Exterior Concrete Coatings

I have an entrance porch of approx 150 sq ft of mature (17 years) concrete. It's in generally sound condition with a few small cracks and chips but it's been stained by some planters that were placed there at one time.
Initially, I considered tiling the thing. However, that now looks less than practical due to a combination of drainage issues and expansion joints running at 45 degrees.
So then I started looking at various coatings. Google turned up a bunch of products some of which look a lot like overpriced snake oil. Sherwin Williams have the H&C Silicone Acrylic Concrete Sealer which looks like it would work but apparently it's not available in the People's Republic of Kalifornia. I feel it will probably take something of better quality than that sold in the big box stores.

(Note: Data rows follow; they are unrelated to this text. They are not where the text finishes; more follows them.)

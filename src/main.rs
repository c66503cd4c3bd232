#![warn(unused_crate_dependencies)]
#![warn(clippy::all, clippy::pedantic, clippy::nursery)]

mod config;
mod error;
mod fetch;
mod index;
mod parse;
mod store;
mod sync;

use std::process::ExitCode;

use chrono::Utc;
use clap::{Parser, Subcommand};

use crate::{config::Config, store::Store, sync::Crawler};

pub use error::{Error, Result};

/// Keeps the Crous Montpellier restaurant, menu and school tables up to date.
#[derive(Debug, Parser)]
#[command(version, about)]
struct App {
    /// Work against an in-memory store, nothing is written to the database
    #[arg(long, global = true)]
    dry_run: bool,
    #[command(subcommand)]
    command: Command,
}

#[derive(Debug, Subcommand)]
enum Command {
    /// Create the tables
    Up,
    /// Rebuild the restaurant list with positions and opening hours
    Restaurants,
    /// Rebuild today's meals and the search keywords
    Meals,
    /// Read the opening hours of the known restaurants again
    Hours,
    /// Rebuild the school list from the open data catalog
    School,
    /// up, restaurants then meals
    Bootstrap,
    /// Check that a site answers, the restaurant listing by default
    Ping { url: Option<String> },
}

impl Command {
    const fn needs_database(&self) -> bool {
        !matches!(self, Self::Ping { .. })
    }
}

async fn run(app: &App, config: &Config) -> Result<()> {
    let store = if app.dry_run || !app.command.needs_database() {
        Store::memory()
    } else {
        Store::postgres(config.database_url()?).await?
    };
    let crawler = Crawler::new(config, store)?;

    let result = match &app.command {
        Command::Up => crawler.up().await,
        Command::Restaurants => crawler.refresh_roster().await.map(drop),
        Command::Meals => crawler.refresh_meals().await.map(drop),
        Command::Hours => crawler.refresh_hours().await.map(drop),
        Command::School => crawler.refresh_schools().await.map(drop),
        Command::Bootstrap => crawler.bootstrap().await.map(drop),
        Command::Ping { url } => crawler.ping(url.as_deref()).await,
    };

    match crawler.store() {
        Store::Memory(mem) if app.dry_run => log::info!("dry run kept {}", mem.summary().await),
        store => store.close().await,
    }
    result
}

fn init_logger() {
    let filters = std::env::var("RUST_LOG").unwrap_or_else(|_| "info".to_string());
    pretty_env_logger::formatted_builder()
        .parse_filters(&filters)
        .init();
}

#[tokio::main(flavor = "current_thread")]
async fn main() -> ExitCode {
    // a missing .env is fine, the environment may already be set
    let _ = dotenvy::dotenv();
    init_logger();
    let app = App::parse();

    let start = Utc::now();
    let result = match Config::from_env() {
        Ok(config) => run(&app, &config).await,
        Err(e) => Err(e),
    };
    let took = Utc::now().signed_duration_since(start);

    match result {
        Ok(()) => {
            log::info!("{:?} done in {}ms", app.command, took.num_milliseconds());
            ExitCode::SUCCESS
        }
        Err(e) => {
            log::error!(
                "{:?} failed after {}ms: {e}",
                app.command,
                took.num_milliseconds()
            );
            ExitCode::FAILURE
        }
    }
}

#[cfg(test)]
mod tests {
    use super::*;
    use clap::CommandFactory;

    #[test]
    fn test_cli_is_well_formed() {
        App::command().debug_assert();
    }

    #[test]
    fn test_parse_commands() {
        let app = App::try_parse_from(["crous_crawler", "ping"]).unwrap();
        assert!(matches!(app.command, Command::Ping { url: None }));
        assert!(!app.command.needs_database());

        let app =
            App::try_parse_from(["crous_crawler", "ping", "https://example.org/"]).unwrap();
        assert!(matches!(app.command, Command::Ping { url: Some(ref u) } if u == "https://example.org/"));

        let app = App::try_parse_from(["crous_crawler", "meals", "--dry-run"]).unwrap();
        assert!(app.dry_run);
        assert!(app.command.needs_database());

        assert!(App::try_parse_from(["crous_crawler", "lunch"]).is_err());
    }
}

I'd like to create something like a natural stone effect with a little texture/pattern (versus solid color) to hide the imperfections. The porch is sheltered from the wind and rain but exposed to direct sunlight and UV. Traffic is very light but I want something durable and don't need a maintenance liability.
I think it wants a relatively thick (high solids) coating to fill/hide the cracks and imperfections and maybe a clearcoat on top for additional protection -- I don't want the "wet look". I considered acid staining but at 17 years I fear the surface is too shabby for that to work out well. Ditto for semi-transparent stains.
I don't own any spray gear and prefer something that can be rolled on. I might even use a ragging roller and add a thin coat of a different color to create something of a granite-like texture.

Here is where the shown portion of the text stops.